Introduction: Proper usage of medicines is the main objective of the medication reconciliation. It consists of a method to review systematically the patient medicine intakes to guarantee their safety.
Objectives: This paper aims to demonstrate the correlation between failure in treatment reconciliation and patient changes in the different care levels.
Methods: A multisite descriptive pilot study was developed in six pharmacies from Huelva for three months. Twenty nine patients’ ordinary pharmacological treatments were compared to new prescribed treatments. BOT PLUS medicine database, Dader method and Stopp-Start criteria were used in the decision making process to analyze data.
Results: A 37.9% patients show discrepancies in their pharmacological treatments, mainly those who come from a hospital discharge (36.4%) and those who come from specialists (45.5%).
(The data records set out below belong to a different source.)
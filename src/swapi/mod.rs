//! SWAPI interaction module
//!
//! # Module Structure
//!
//! - [`client`] - Endpoint URLs and typed people requests
//! - [`http`] - HTTP utilities for REST calls
//!
//! # Example
//!
//! ```ignore
//! use swapi_browser::swapi::client::SwapiClient;
//!
//! async fn example() -> anyhow::Result<()> {
//!     let client = SwapiClient::new("https://swapi.dev/api")?;
//!     let page = client.list_people(1, "sky").await?;
//!     Ok(())
//! }
//! ```

pub mod client;
pub mod http;

pub use client::{PeoplePage, SwapiClient, DEFAULT_BASE_URL};
pub use http::{format_api_error, ApiError};
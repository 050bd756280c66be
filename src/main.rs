use anyhow::{Context, Result};
use clap::{Parser, Subcommand, ValueEnum};
use std::path::PathBuf;
use swapi_browser::config::Config;
use swapi_browser::render;
use swapi_browser::swapi::{format_api_error, SwapiClient};
use swapi_browser::RecordStore;
use tracing::Level;
use tracing_subscriber::fmt::writer::MakeWriterExt;

/// Browse Star Wars API characters
#[derive(Parser, Debug)]
#[command(name = "swapi-browser", version, about, long_about = None)]
struct Args {
    /// API root (overrides SWAPI_BASE_URL and the config file)
    #[arg(long, global = true)]
    base_url: Option<String>,

    /// Log level for debugging
    #[arg(long, value_enum, default_value = "off", global = true)]
    log_level: LogLevel,

    /// Print records as JSON
    #[arg(long, global = true)]
    json: bool,

    #[command(subcommand)]
    command: Command,
}

#[derive(Subcommand, Debug)]
enum Command {
    /// List one page of characters
    List {
        /// Page number, starting at 1
        #[arg(short, long, default_value_t = 1)]
        page: u32,

        /// Only characters whose name matches
        #[arg(short, long, default_value = "")]
        search: String,
    },
    /// Show a single character
    Show {
        /// Character id (last segment of its URL)
        id: String,

        /// Also print details of every linked resource
        #[arg(long)]
        details: bool,
    },
    /// Edit a character in memory and print the result
    Edit {
        /// Character id (last segment of its URL)
        id: String,

        /// Attribute edit, e.g. --set eye_color=blue
        #[arg(long = "set", value_parser = parse_attribute_edit)]
        set: Vec<(String, String)>,

        /// Rename a linked resource, e.g. --rename https://swapi.dev/api/planets/1/=Tatooine
        #[arg(long = "rename", value_parser = parse_rename)]
        rename: Vec<(String, String)>,
    },
    /// Persist settings
    Config {
        /// API root to store in the config file
        #[arg(long)]
        base_url: Option<String>,
    },
}

#[derive(Debug, Clone, Copy, ValueEnum)]
enum LogLevel {
    Off,
    Error,
    Warn,
    Info,
    Debug,
    Trace,
}

impl LogLevel {
    fn to_tracing_level(self) -> Option<Level> {
        match self {
            LogLevel::Off => None,
            LogLevel::Error => Some(Level::ERROR),
            LogLevel::Warn => Some(Level::WARN),
            LogLevel::Info => Some(Level::INFO),
            LogLevel::Debug => Some(Level::DEBUG),
            LogLevel::Trace => Some(Level::TRACE),
        }
    }
}

fn parse_attribute_edit(s: &str) -> Result<(String, String), String> {
    s.split_once('=')
        .map(|(field, value)| (field.trim().to_string(), value.to_string()))
        .ok_or_else(|| format!("expected FIELD=VALUE, got '{}'", s))
}

// URLs may contain '=', names are split off the last one
fn parse_rename(s: &str) -> Result<(String, String), String> {
    s.rsplit_once('=')
        .map(|(url, name)| (url.trim().to_string(), name.to_string()))
        .ok_or_else(|| format!("expected URL=NAME, got '{}'", s))
}

fn setup_logging(level: LogLevel) -> Option<tracing_appender::non_blocking::WorkerGuard> {
    let tracing_level = level.to_tracing_level()?;

    let log_path = get_log_path();

    if let Some(parent) = log_path.parent() {
        let _ = std::fs::create_dir_all(parent);
    }

    let file = match std::fs::OpenOptions::new()
        .create(true)
        .append(true)
        .open(&log_path)
    {
        Ok(file) => file,
        Err(e) => {
            eprintln!("Cannot open log file {:?}: {}", log_path, e);
            return None;
        }
    };

    let (non_blocking, guard) = tracing_appender::non_blocking(file);

    tracing_subscriber::fmt()
        .with_max_level(tracing_level)
        .with_writer(non_blocking.with_max_level(tracing_level))
        .with_ansi(false)
        .with_target(true)
        .with_thread_ids(false)
        .with_file(true)
        .with_line_number(true)
        .init();

    tracing::info!("swapi-browser started with log level: {:?}", level);
    tracing::info!("Log file: {:?}", log_path);

    Some(guard)
}

fn get_log_path() -> PathBuf {
    if let Some(config_dir) = dirs::config_dir() {
        return config_dir.join("swapi-browser").join("swapi-browser.log");
    }
    if let Some(home) = dirs::home_dir() {
        return home.join(".swapi-browser").join("swapi-browser.log");
    }
    PathBuf::from("swapi-browser.log")
}

#[tokio::main]
async fn main() {
    let args = Args::parse();

    let _log_guard = setup_logging(args.log_level);

    if let Err(err) = run(args).await {
        eprintln!("Error: {}", format_api_error(&err));
        tracing::error!("{:#}", err);
        std::process::exit(1);
    }
}

async fn run(args: Args) -> Result<()> {
    let mut config = Config::load();

    if let Command::Config { base_url } = &args.command {
        if let Some(base_url) = base_url {
            SwapiClient::new(base_url)?;
            config.set_base_url(base_url)?;
        }
        println!("base_url = {}", config.effective_base_url(None));
        return Ok(());
    }

    let base_url = config.effective_base_url(args.base_url.as_deref());
    tracing::info!("Using API at {}", base_url);
    let store = RecordStore::new(SwapiClient::new(&base_url)?);

    match args.command {
        Command::List { page, search } => list(&store, page, &search, args.json).await,
        Command::Show { id, details } => show(&store, &id, details, args.json).await,
        Command::Edit { id, set, rename } => edit(&store, &id, &set, &rename, args.json).await,
        Command::Config { .. } => Ok(()),
    }
}

async fn list(store: &RecordStore, page: u32, search: &str, json: bool) -> Result<()> {
    store.reset_page();
    store.fetch_page(page, search).await;

    if let Some(message) = store.last_error() {
        return Err(anyhow::anyhow!(message));
    }

    let records = store.characters();
    if json {
        println!("{}", serde_json::to_string_pretty(&records)?);
        return Ok(());
    }

    if records.is_empty() {
        println!("No characters found.");
    }
    for record in &records {
        println!("{}", render::render_card(store, record));
    }
    println!("{}", render::render_footer(store, page));
    Ok(())
}

async fn show(store: &RecordStore, id: &str, details: bool, json: bool) -> Result<()> {
    let record = store
        .load_record(id)
        .await
        .context("Failed to load character data")?;

    if json {
        println!("{}", serde_json::to_string_pretty(&record)?);
    } else {
        print!("{}", render::render_detail(store, &record, details));
    }
    Ok(())
}

async fn edit(
    store: &RecordStore,
    id: &str,
    set: &[(String, String)],
    rename: &[(String, String)],
    json: bool,
) -> Result<()> {
    let mut record = store
        .load_record(id)
        .await
        .context("Failed to load character data")?;

    for (field, value) in set {
        record.character.set_attribute(field, value)?;
    }
    store.update_record(record.clone());

    for (url, name) in rename {
        if !record.resources.contains_key(url) {
            return Err(anyhow::anyhow!("{} is not linked from {}", url, record.character.name));
        }
        let Some(mut resource) = render::lookup(store, &record, url) else {
            return Err(anyhow::anyhow!("{} could not be resolved", url));
        };
        resource.rename(name);
        store.update_resource_data(url, resource);
    }

    let record = store.get_record(id).unwrap_or(record);
    if json {
        println!("{}", serde_json::to_string_pretty(&record)?);
    } else {
        println!("Character data saved (in memory only).");
        print!("{}", render::render_detail(store, &record, false));
    }
    Ok(())
}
Heart disease patients showed the highest discrepancies, followed by kidney disease patients. Discrepancies were due to double prescription for the same pathology (36.4%) and non treatment diseases detection (27.3%). Additionally, mistakes in treatment (18.2%) and mistakes in dosage prescription (9.1%) were observed. As a consequence, 81.8% were sent back to receive medical attention.
Discussion: As a summary, discrepancies in pharmacological treatments are found to be very high when patients change care levels. Pharmacist role to avoid these discrepancies is key, since they are the last sanitary professional in contact with the patient before medicines intake.